Two Thousand Miles Below - Cover

Two Thousand Miles Below

Public Domain

Chapter 11: The White-Hot Pit

How far his guard of wild, red man-things had taken him Dean Rawson could not know. Many miles, it must have been. And he knew that the air had grown steadily more stiflingly hot. But the heat of those long tunneled passages was like a cool breeze compared with the blasting breath of the room into which he was plunged.

It seared his eyeballs; it struck down from the tongues of flame that played in red fury in the recess high up on the farther wall. And the vast room, the fires, the hundreds of kneeling figures, all blurred and swam dizzily before him.

The hot air that he breathed seemed crisping his lungs. Vaguely, for the stupefying, brain-numbing heat, he wondered at the figure he saw dimly in its grotesque posturing close to the flames. And the hundreds of others--how could they live? How could he himself go on living in this inferno?

They had been chanting in unison, the kneeling red ones. Dean heard the regular beat of their repeated words change to an uproar of shrill, whistling voices. But he could neither see nor hear plainly for the unbearable, suffocating heat.

The clamor was deafening, confusing; it echoed tremendously in the rocky room and mingled with the steady, continuous roar of the flames. The mass of bodies that surged about him made only a blurring impression; he tried to make himself see clearly. He must fight--fight to the last! Only this thought persisted. He was striking out blindly when he knew that his red guard had cleared a way through the mob and was dragging him forward.

He knew when they reached the farther wall. Somewhere above him was the deep-cut niche in which the fires roared. And then, when again he could see from his tortured eyes, he found directly ahead another doorway in the solid rock. Beyond it all was black; it gave promise of coolness, of relief from the stifling air of the room. Red hands were thrusting him through.

The burst of water, icy cold, that descended upon him from above shocked him from the stupor that claimed his senses. He was drenched in an instant, strangling and gasping for breath. But he could think! And, as the lean hands seized him again and hurried him forward, he almost dared to hope.


To his eyes the passageway was a place of utter darkness, but the red ones, their great owl eyes opened wide, hurried him on. His stumbling feet encountered a flight of steps. With the red guard he climbed a winding stair where the tunnel twisted upward.

That icy deluge had set every nerve aquiver with new life. He hardly dared ask himself what might lie ahead.
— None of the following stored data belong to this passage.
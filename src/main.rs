// Copyright (c) 2025 Erick Bourgeois, firestoned
// SPDX-License-Identifier: MIT

use anyhow::Result;
use api_gateway_operator::{
    cluster::KubeClusterClient,
    config::OperatorConfig,
    constants::{METRICS_SERVER_PATH, TOKIO_WORKER_THREADS},
    context::Context,
    crd::APIGateway,
    errors::ReconcileError,
    metrics::gather_metrics,
    reconcilers::{reconcile_apigateway, ReconcileOutcome},
    tls::TlsCredentials,
};
use axum::{http::StatusCode, routing::get, Router};
use clap::Parser;
use futures::StreamExt;
use kube::{
    runtime::{
        controller::Action, predicates, reflector, watcher, Controller, WatchStreamExt,
    },
    Api, Client, ResourceExt,
};
use std::future::Future;
use std::sync::Arc;
use tokio_util::sync::CancellationToken;
use tracing::{debug, error, info, warn};

/// State shared by every reconciliation of the controller.
struct Operator {
    ctx: Context,
    /// Cancelled on shutdown; each pass observes a child token
    shutdown: CancellationToken,
}

fn main() -> Result<()> {
    // Build Tokio runtime with custom thread names
    let runtime = tokio::runtime::Builder::new_multi_thread()
        .worker_threads(TOKIO_WORKER_THREADS)
        .thread_name("api-gateway-operator")
        .enable_all()
        .build()?;

    runtime.block_on(async_main())
}

fn init_tracing() {
    // RUST_LOG selects the level (default INFO), RUST_LOG_FORMAT=json|text the output format
    let env_filter = tracing_subscriber::EnvFilter::try_from_default_env()
        .unwrap_or_else(|_| tracing_subscriber::EnvFilter::new("info"));

    let log_format = std::env::var("RUST_LOG_FORMAT").unwrap_or_else(|_| "text".to_string());

    match log_format.to_lowercase().as_str() {
        "json" => {
            tracing_subscriber::fmt()
                .with_env_filter(env_filter)
                .with_file(true)
                .with_line_number(true)
                .with_thread_names(true)
                .with_target(false)
                .json()
                .init();
        }
        _ => {
            tracing_subscriber::fmt()
                .with_env_filter(env_filter)
                .with_file(true)
                .with_line_number(true)
                .with_thread_names(true)
                .with_target(false)
                .with_ansi(true)
                .compact()
                .init();
        }
    }
}

async fn async_main() -> Result<()> {
    init_tracing();
    let config = OperatorConfig::parse();

    info!("Starting API Gateway operator");
    debug!(?config, "Loaded configuration");

    // An unusable catalog would make every safety scan meaningless
    let catalog = config.load_catalog()?;
    info!(kinds = catalog.kinds().len(), "Loaded managed resource catalog");

    debug!("Initializing Kubernetes client");
    let client = Client::try_default().await?;
    debug!("Kubernetes client initialized successfully");

    let ctx = Context::new(
        Arc::new(KubeClusterClient::new(client.clone())),
        catalog,
        Arc::new(TlsCredentials::new()),
        config.settings(),
    );
    let shutdown = CancellationToken::new();
    tokio::spawn(cancel_when(shutdown.clone(), shutdown_signal()));

    tokio::select! {
        result = run_apigateway_controller(client, config.concurrency, ctx, shutdown.clone()) => {
            shutdown.cancel();
            result?;
            info!("APIGateway controller stopped");
            Ok(())
        }
        result = run_metrics_server(config.metrics_bind_address.clone(), config.metrics_port) => {
            error!("CRITICAL: metrics server exited unexpectedly: {:?}", result);
            shutdown.cancel();
            result?;
            anyhow::bail!("metrics server exited unexpectedly without error")
        }
    }
}

/// Resolves on SIGTERM or Ctrl-C. Errs only when no shutdown signal can be observed.
async fn shutdown_signal() -> std::io::Result<()> {
    #[cfg(unix)]
    {
        use tokio::signal::unix::{signal, SignalKind};

        let mut sigterm = match signal(SignalKind::terminate()) {
            Ok(signal) => signal,
            Err(e) => {
                warn!(error = %e, "Could not install SIGTERM handler, listening for Ctrl-C only");
                return tokio::signal::ctrl_c().await;
            }
        };
        tokio::select! {
            result = tokio::signal::ctrl_c() => {
                if let Err(e) = result {
                    warn!(error = %e, "Could not listen for Ctrl-C, waiting for SIGTERM");
                    sigterm.recv().await;
                }
                Ok(())
            }
            _ = sigterm.recv() => Ok(()),
        }
    }
    #[cfg(not(unix))]
    {
        tokio::signal::ctrl_c().await
    }
}

/// Cancel `token` once `signal` resolves so in-flight passes stop at their next API call.
///
/// A failed signal listener is logged and leaves the token untouched.
async fn cancel_when<F>(token: CancellationToken, signal: F)
where
    F: Future<Output = std::io::Result<()>>,
{
    match signal.await {
        Ok(()) => {
            info!("Shutdown requested, cancelling in-flight reconciliations");
            token.cancel();
        }
        Err(e) => {
            warn!(error = %e, "Could not listen for shutdown signals, in-flight passes will not be cancelled");
        }
    }
}

/// Run the `APIGateway` controller
async fn run_apigateway_controller(
    client: Client,
    concurrency: u16,
    ctx: Context,
    shutdown: CancellationToken,
) -> Result<()> {
    info!(concurrency, "Starting APIGateway controller");

    let api = Api::<APIGateway>::all(client);
    let (reader, writer) = reflector::store();
    // Status-only updates do not bump the generation and must not trigger a pass
    let stream = reflector(writer, watcher(api, watcher::Config::default()))
        .default_backoff()
        .applied_objects()
        .predicate_filter(predicates::generation, Default::default());

    Controller::for_stream(stream, reader)
        .with_config(kube::runtime::controller::Config::default().concurrency(concurrency))
        .shutdown_on_signal()
        .run(
            reconcile_apigateway_wrapper,
            error_policy,
            Arc::new(Operator { ctx, shutdown }),
        )
        .for_each(|_| futures::future::ready(()))
        .await;

    Ok(())
}

/// Reconcile wrapper for `APIGateway`
async fn reconcile_apigateway_wrapper(
    gateway: Arc<APIGateway>,
    operator: Arc<Operator>,
) -> Result<Action, ReconcileError> {
    let name = gateway.name_any();
    debug!(name = %name, "Reconcile wrapper called for APIGateway");

    let settings = &operator.ctx.settings;
    match reconcile_apigateway(&operator.ctx, &name, operator.shutdown.child_token()).await {
        Ok(ReconcileOutcome::Ready) => {
            info!("Successfully reconciled APIGateway: {}", name);
            Ok(Action::requeue(settings.ready_requeue))
        }
        Ok(ReconcileOutcome::Warning) => {
            warn!("APIGateway {} reconciled with warning, requeueing", name);
            Ok(Action::requeue(settings.warning_requeue))
        }
        Ok(outcome @ (ReconcileOutcome::NotResponsible
        | ReconcileOutcome::Gone
        | ReconcileOutcome::Deleted)) => {
            debug!(name = %name, ?outcome, "Waiting for changes");
            Ok(Action::await_change())
        }
        Err(e) => {
            error!("Failed to reconcile APIGateway {}: {}", name, e);
            Err(e)
        }
    }
}

/// Error policy for the `APIGateway` controller
fn error_policy(_resource: Arc<APIGateway>, _err: &ReconcileError, operator: Arc<Operator>) -> Action {
    Action::requeue(operator.ctx.settings.error_requeue)
}

async fn metrics_handler() -> (StatusCode, String) {
    match gather_metrics() {
        Ok(body) => (StatusCode::OK, body),
        Err(e) => {
            error!(error = %e, "Failed to encode metrics");
            (StatusCode::INTERNAL_SERVER_ERROR, e.to_string())
        }
    }
}

/// Serve Prometheus metrics
async fn run_metrics_server(address: String, port: u16) -> Result<()> {
    let app = Router::new().route(METRICS_SERVER_PATH, get(metrics_handler));
    let listener = tokio::net::TcpListener::bind((address.as_str(), port)).await?;
    info!(%address, port, path = METRICS_SERVER_PATH, "Serving metrics");
    axum::serve(listener, app).await?;
    Ok(())
}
Yet he had been saved from that mob; it might be his life would be spared, that in some way he could learn to communicate with these people, learn more of this subterranean world--which must be of tremendous extent. Without any sure knowledge of their plans, he still was certain in his own mind that they intended to swarm out upon the upper world. He might even be able to show them the folly of that.

A thousand thoughts were flashing through his mind when the tunnel ended. Beyond a square-cut opening the air was aglow with red. An ominous thunder was in his ears. Then a score of hands lifted him bodily and threw him out upon a rocky floor that burned his hands as he fell.

Heat, blistering, unbearable, beat upon him. He was wrapped in quick-rising clouds of steam from his wet clothes.

The platform ended. Far below was a sea of red faces, grotesque and horrible, where each held two ghastly white disks, and at the center of each disk a mere pinpoint eye.

He saw it all in the instant of his falling--the inhuman, shrieking mob, the blast of hot flame not forty feet away at the back of the rocky niche, and, between himself and the flame, a giant figure that leaped exultantly, while its body, that appeared carved from metallic copper, reflected the red fires until it seemed itself aflame.


Dean knew in the fraction of a second while he scrambled to his feet, that the great room had gone silent. The roaring of the flames ceased; even the clamor of shrill voices was stilled. He had thrown one arm across his face to shield his eyes; the heat still poured upon him like liquid fire. But his instant decision to throw himself out and down into the waiting mob was checked by the sudden stillness.

To open his eyes wide meant impossible torture, yet he forced himself to peer through slitted lids beneath the shelter of his arm.

The flame was gone. Where it had been was a wall of shimmering red rock above a gaping throat in the floor, whose rim was quivering white with heat. Here the blast from some volcanic depth had come.

Then he saw it, saw the great coppery figure leaping upon him--and saw more plainly than all this the end that had been prepared for him.

Fire worshipers! Demons of an under world paying tribute to their god. And he, Dean Rawson, was to be a living sacrifice, cast headlong to that waiting, white-hot throat!

The coppery giant was upon him in the instant of his realization. Somehow in that moment Dean Rawson’s wracked body passed beyond all pain. With the inhuman, maniacal strength of a man driven beyond all reason and restraint he tore himself half free from those encircling arms and drove blow after blow into the hideous face above him.